**WORK INSTRUCTIONS:** Could you return the entire listing below exactly as written?

..............................

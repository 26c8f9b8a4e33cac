//! Algebraic simplification.
//!
//! Applies identities that are exact for every input: additive and
//! multiplicative identities, self-cancelling operations, double negation and
//! selects with a known condition. Float rewrites are limited to those that
//! hold for signed zeros and NaNs.

use spinel_ir::{AluOp, Def, Function, InstrKind, Metadata, Shader, Value};

use crate::Pass;
use crate::runner::run_pass;

/// Simplifies ALU instructions using algebraic identities.
#[derive(Debug)]
pub struct AlgebraicSimplification;

impl Pass for AlgebraicSimplification {
    fn name(&self) -> &str {
        "algebraic"
    }

    fn run(&self, shader: &mut Shader) -> bool {
        run_pass(shader, Metadata::ALL, |ctx| {
            let Some(def) = ctx.def() else {
                return false;
            };
            let replacement = match simplify(ctx.func, ctx.kind()) {
                Some(Simplified::Value(v)) => v,
                Some(Simplified::Splat(imm)) => {
                    let values = vec![imm; usize::from(def.num_components)];
                    ctx.before().constant(values, def.bit_size)
                }
                None => return false,
            };
            ctx.replace_with(replacement);
            true
        })
    }
}

enum Simplified {
    /// The instruction computes an existing value.
    Value(Value),
    /// The instruction computes the same immediate in every component.
    Splat(u64),
}

/// Returns `true` if `value` is a constant with every component equal to `imm`.
fn is_splat(func: &Function, value: Value, imm: u64) -> bool {
    func.as_const(value)
        .is_some_and(|c| !c.is_empty() && c.iter().all(|&v| v == imm))
}

fn float_bits(def: Def, value: f64) -> Option<u64> {
    match def.bit_size {
        32 => Some(u64::from((value as f32).to_bits())),
        64 => Some(value.to_bits()),
        _ => None,
    }
}

fn simplify(func: &Function, kind: &InstrKind) -> Option<Simplified> {
    use Simplified::{Splat, Value as Same};

    let InstrKind::Alu { op, srcs } = kind else {
        return None;
    };
    let a = srcs[0];
    let b = srcs.get(1).copied();
    let unary_of = |v: Value, want: AluOp| match func.kind(v) {
        InstrKind::Alu { op, srcs } if *op == want => Some(srcs[0]),
        _ => None,
    };
    // For commutative ops, `k` matches either side and yields the other one.
    let other_if = |imm: u64| -> Option<Value> {
        let b = b?;
        if is_splat(func, b, imm) {
            Some(a)
        } else if op.is_commutative() && is_splat(func, a, imm) {
            Some(b)
        } else {
            None
        }
    };
    let def = func.def(a)?;

    match *op {
        AluOp::IAdd | AluOp::IOr | AluOp::IXor | AluOp::ISub => {
            if let Some(x) = other_if(0) {
                return Some(Same(x));
            }
            if Some(a) == b {
                return match op {
                    AluOp::IOr => Some(Same(a)),
                    AluOp::IXor | AluOp::ISub => Some(Splat(0)),
                    _ => None,
                };
            }
            None
        }
        AluOp::IShl | AluOp::IShr | AluOp::UShr => {
            is_splat(func, b?, 0).then_some(Same(a))
        }
        AluOp::IMul => {
            if let Some(x) = other_if(1) {
                Some(Same(x))
            } else if is_splat(func, a, 0) || is_splat(func, b?, 0) {
                Some(Splat(0))
            } else {
                None
            }
        }
        AluOp::UDiv | AluOp::IDiv => is_splat(func, b?, 1).then_some(Same(a)),
        AluOp::IAnd => {
            if Some(a) == b {
                Some(Same(a))
            } else if is_splat(func, a, 0) || is_splat(func, b?, 0) {
                Some(Splat(0))
            } else {
                other_if(def.bit_mask()).map(Same)
            }
        }
        AluOp::IMin | AluOp::IMax | AluOp::UMin | AluOp::UMax => {
            (Some(a) == b).then_some(Same(a))
        }
        AluOp::IEq | AluOp::IGe | AluOp::UGe if Some(a) == b => Some(Splat(1)),
        AluOp::INe | AluOp::ILt | AluOp::ULt if Some(a) == b => Some(Splat(0)),
        AluOp::INeg => unary_of(a, AluOp::INeg).map(Same),
        AluOp::INot => unary_of(a, AluOp::INot).map(Same),
        AluOp::FNeg => unary_of(a, AluOp::FNeg).map(Same),
        AluOp::FMul => other_if(float_bits(def, 1.0)?).map(Same),
        AluOp::FDiv => is_splat(func, b?, float_bits(def, 1.0)?).then_some(Same(a)),
        // x + -0.0 is x for every x, including +0.0.
        AluOp::FAdd => other_if(float_bits(def, -0.0)?).map(Same),
        AluOp::BCsel => {
            let (then_value, else_value) = (srcs[1], srcs[2]);
            if then_value == else_value {
                Some(Same(then_value))
            } else if is_splat(func, a, 1) {
                Some(Same(then_value))
            } else if is_splat(func, a, 0) {
                Some(Same(else_value))
            } else {
                None
            }
        }
        _ => None,
    }
}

..............................

**ANSWER AREA:**
repository 26c8f9b8a4e33cac
//! Algebraic simplification.
//!
//! Applies identities that are exact for every input: additive and
//! multiplicative identities, self-cancelling operations, double negation and
//! selects with a known condition. Float rewrites are limited to those that
//! hold for signed zeros and NaNs.

use spinel_ir::{AluOp, Def, Function, InstrKind, Metadata, Shader, Value};

use crate::Pass;
use crate::runner::run_pass;

/// Simplifies ALU instructions using algebraic identities.
#[derive(Debug)]
pub struct AlgebraicSimplification;

impl Pass for AlgebraicSimplification {
    fn name(&self) -> &str {
        "algebraic"
    }

    fn run(&self, shader: &mut Shader) -> bool {
        run_pass(shader, Metadata::ALL, |ctx| {
            let Some(def) = ctx.def() else {
                return false;
            };
            let replacement = match simplify(ctx.func, ctx.kind()) {
                Some(Simplified::Value(v)) => v,
                Some(Simplified::Splat(imm)) => {
                    let values = vec![imm; usize::from(def.num_components)];
                    ctx.before().constant(values, def.bit_size)
                }
                None => return false,
            };
            ctx.replace_with(replacement);
            true
        })
    }
}

enum Simplified {
    /// The instruction computes an existing value.
    Value(Value),
    /// The instruction computes the same immediate in every component.
    Splat(u64),
}

/// Returns `true` if `value` is a constant with every component equal to `imm`.
fn is_splat(func: &Function, value: Value, imm: u64) -> bool {
    func.as_const(value)
        .is_some_and(|c| !c.is_empty() && c.iter().all(|&v| v == imm))
}

fn float_bits(def: Def, value: f64) -> Option<u64> {
    match def.bit_size {
        32 => Some(u64::from((value as f32).to_bits())),
        64 => Some(value.to_bits()),
        _ => None,
    }
}

fn simplify(func: &Function, kind: &InstrKind) -> Option<Simplified> {
    use Simplified::{Splat, Value as Same};

    let InstrKind::Alu { op, srcs } = kind else {
        return None;
    };
    let a = srcs[0];
    let b = srcs.get(1).copied();
    let unary_of = |v: Value, want: AluOp| match func.kind(v) {
        InstrKind::Alu { op, srcs } if *op == want => Some(srcs[0]),
        _ => None,
    };
    // For commutative ops, `k` matches either side and yields the other one.
    let other_if = |imm: u64| -> Option<Value> {
        let b = b?;
        if is_splat(func, b, imm) {
            Some(a)
        } else if op.is_commutative() && is_splat(func, a, imm) {
            Some(b)
        } else {
            None
        }
    };
    let def = func.def(a)?;

    match *op {
        AluOp::IAdd | AluOp::IOr | AluOp::IXor | AluOp::ISub => {
            if let Some(x) = other_if(0) {
                return Some(Same(x));
            }
            if Some(a) == b {
                return match op {
                    AluOp::IOr => Some(Same(a)),
                    AluOp::IXor | AluOp::ISub => Some(Splat(0)),
                    _ => None,
                };
            }
            None
        }
        AluOp::IShl | AluOp::IShr | AluOp::UShr => {
            is_splat(func, b?, 0).then_some(Same(a))
        }
        AluOp::IMul => {
            if let Some(x) = other_if(1) {
                Some(Same(x))
            } else if is_splat(func, a, 0) || is_splat(func, b?, 0) {
                Some(Splat(0))
            } else {
                None
            }
        }
        AluOp::UDiv | AluOp::IDiv => is_splat(func, b?, 1).then_some(Same(a)),
        AluOp::IAnd => {
            if Some(a) == b {
                Some(Same(a))
            } else if is_splat(func, a, 0) || is_splat(func, b?, 0) {
                Some(Splat(0))
            } else {
                other_if(def.bit_mask()).map(Same)
            }
        }
        AluOp::IMin | AluOp::IMax | AluOp::UMin | AluOp::UMax => {
            (Some(a) == b).then_some(Same(a))
        }
        AluOp::IEq | AluOp::IGe | AluOp::UGe if Some(a) == b => Some(Splat(1)),
        AluOp::INe | AluOp::ILt | AluOp::ULt if Some(a) == b => Some(Splat(0)),
        AluOp::INeg => unary_of(a, AluOp::INeg).map(Same),
        AluOp::INot => unary_of(a, AluOp::INot).map(Same),
        AluOp::FNeg => unary_of(a, AluOp::FNeg).map(Same),
        AluOp::FMul => other_if(float_bits(def, 1.0)?).map(Same),
        AluOp::FDiv => is_splat(func, b?, float_bits(def, 1.0)?).then_some(Same(a)),
        // x + -0.0 is x for every x, including +0.0.
        AluOp::FAdd => other_if(float_bits(def, -0.0)?).map(Same),
        AluOp::BCsel => {
            let (then_value, else_value) = (srcs[1], srcs[2]);
            if then_value == else_value {
                Some(Same(then_value))
            } else if is_splat(func, a, 1) {
                Some(Same(then_value))
            } else if is_splat(func, a, 0) {
                Some(Same(else_value))
            } else {
                None
            }
        }
        _ => None,
    }
}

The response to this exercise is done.